Josh Marshall found this essay in the British magazine, Prospect, and it's required reading for students of this age. I've been arguing for a while that Trump is not - strictly speaking - a fascist. Several on Twitter accused me (with some merit) of being pedantic. I was focusing on nomenclature when the country was on fire.
Except, the country wasn't really on fire, and certainly the Reichstag never burned. It never was Weimar for reasons big and small.

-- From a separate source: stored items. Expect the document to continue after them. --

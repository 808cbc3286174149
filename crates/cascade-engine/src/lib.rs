//!
//! Cascade Engine - Process runtime for the Cascade Platform
//!
//! This crate executes process definitions, keeps the execution tree of each
//! running instance and migrates running instances between versions of a
//! definition while preserving their identity and state.

#![forbid(unsafe_code)]
#![warn(missing_docs)]

/// Domain layer - process definitions, instances and their state
pub mod domain;

/// Application services - interpretation, runtime and migration
pub mod application;

/// Core types
pub mod types;

/// Error types
pub mod error;

/// Engine configuration
pub mod config;

pub use config::EngineConfig;
pub use error::EngineError;
pub use types::DataPacket;

pub use application::delegates::{
    DelegateContext, DelegateRegistry, ExecutionListener, ServiceDelegate,
};
pub use application::migration::{
    MigratingActivityInstanceValidationReport, MigratingProcessInstanceValidationReport,
    MigratingTransitionInstanceValidationReport, MigrationBatchResult, MigrationInstruction,
    MigrationInstructionValidationReport, MigrationPlan, MigrationPlanBuilder,
    MigrationPlanExecutionBuilder, MigrationPlanValidationReport,
};
pub use application::runtime_service::{DomainEventHandler, LoggingEventHandler, RuntimeService};

pub use domain::activity_instance::{ActivityInstance, TransitionInstance};
pub use domain::clock::{Clock, MockClock, SystemClock};
pub use domain::ids::{
    ActivityId, ActivityInstanceId, EventSubscriptionId, ExecutionId, IncidentId, JobId,
    ProcessDefinitionId, ProcessInstanceId, TaskId, VariableId,
};
pub use domain::process_definition::{
    ActivityKind, EventDefinition, EventType, ProcessDefinition, ProcessDefinitionBuilder,
};
pub use domain::process_instance::{ProcessInstance, ProcessInstanceStatus};
pub use domain::repository::{ProcessDefinitionRepository, ProcessInstanceRepository};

What this essay does so well is show how this is a NEW movement and should be understood as such or else the failure to understand it will lead it to more successes. Yes, it's authoritarian and should be understood as such. I've argued that Trump fits into the oligarchic authoritarianism that encompasses everything from Mobute's old regime in Zaire to Putin's Russia to Erdogan's Turkey to the House of Saud to potentially even the Chinese Communist Party.

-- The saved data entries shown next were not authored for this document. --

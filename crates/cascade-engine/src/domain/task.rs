use crate::domain::ids::{
    ActivityId, ActivityInstanceId, ExecutionId, ProcessDefinitionId, ProcessInstanceId, TaskId,
};
use chrono::{DateTime, Utc};
use serde::{Deserialize, Serialize};

/// A user task waiting for completion
#[derive(Debug, Clone, PartialEq, Eq, Serialize, Deserialize)]
pub struct Task {
    /// Task id, stable across migration
    pub id: TaskId,
    /// Display name copied from the activity
    pub name: Option<String>,
    /// User task activity
    pub task_definition_key: ActivityId,
    /// Activity instance the task belongs to
    pub activity_instance_id: ActivityInstanceId,
    /// Execution executing the task
    pub execution_id: ExecutionId,
    /// Owning process instance
    pub process_instance_id: ProcessInstanceId,
    /// Definition the task was created from
    pub process_definition_id: ProcessDefinitionId,
    /// Assignee
    pub assignee: Option<String>,
    /// Creation time
    pub created_at: DateTime<Utc>,
}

Yet there is clearly something different about Trump (and Farage and Le Pen and Duterte). This essay notes that Trumpism is steeped in capitalism and the language of rights. While Trumpists decry the abuses they feel they have suffered under globalism, they are still endless consumers. There lives are defined by it. The Truck and Boat Parades are great examples of this, as they represent conspicuous consumption offered up to the Leader. They are consumers of celebrity culture the way oceans consume rivers. They drink in The Celebrity Apprentice and while some cluck their tongues and Trump's Twitter vulgarities, others cheer him along. The difference between a Trump Loyalist and a Generic Republican is whether they read Us magazine or the Wall Street Journal.

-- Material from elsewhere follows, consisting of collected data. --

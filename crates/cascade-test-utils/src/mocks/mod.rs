//! Mock implementations of key Cascade engine interfaces.
//!
//! Recording doubles for listeners and domain event handlers, and mockall
//! mocks of the repository traits for tests that need to script persistence
//! outcomes such as optimistic lock conflicts.

pub mod event_handler;
pub mod listeners;
pub mod repositories;

pub use event_handler::RecordingEventHandler;
pub use listeners::{FailingListener, ListenerInvocation, RecordingListener};
pub use repositories::MockInstanceRepository;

The language of "rights" has been largely hijacked at the moment by anti-maskers who claim they are being oppressed by having to follow public health measures. Their "right" to tell racist or sexist jokes is being infringed. They bleat about their First Amendment rights in ways that demonstrate first and foremost that they don't understand what the First Amendment is, but secondarily places them outside any normal definition of fascism.
The piece talks about social media in a way that has been largely done before, but adds that Twitter flamers and Facebook thread authors about the horrors of "transgender bathrooms" are not people who take the barricades. They are "creating content, " the laziest form of activism or protest. For the all the real damage that they do to a shared set of objective facts, they are simply angry ranters, not Brown Shirts.
Consumers are ultimately passive. Trump's audience consumed his rallies and ranted online. They talked about "taking back the country." And maybe the authors and I are wrong and they will launch a massive insurgency to try and topple Biden's government. But it sure seems like they will stay inside where it's warm and bleat about socialism and buy more weird-assed flags online.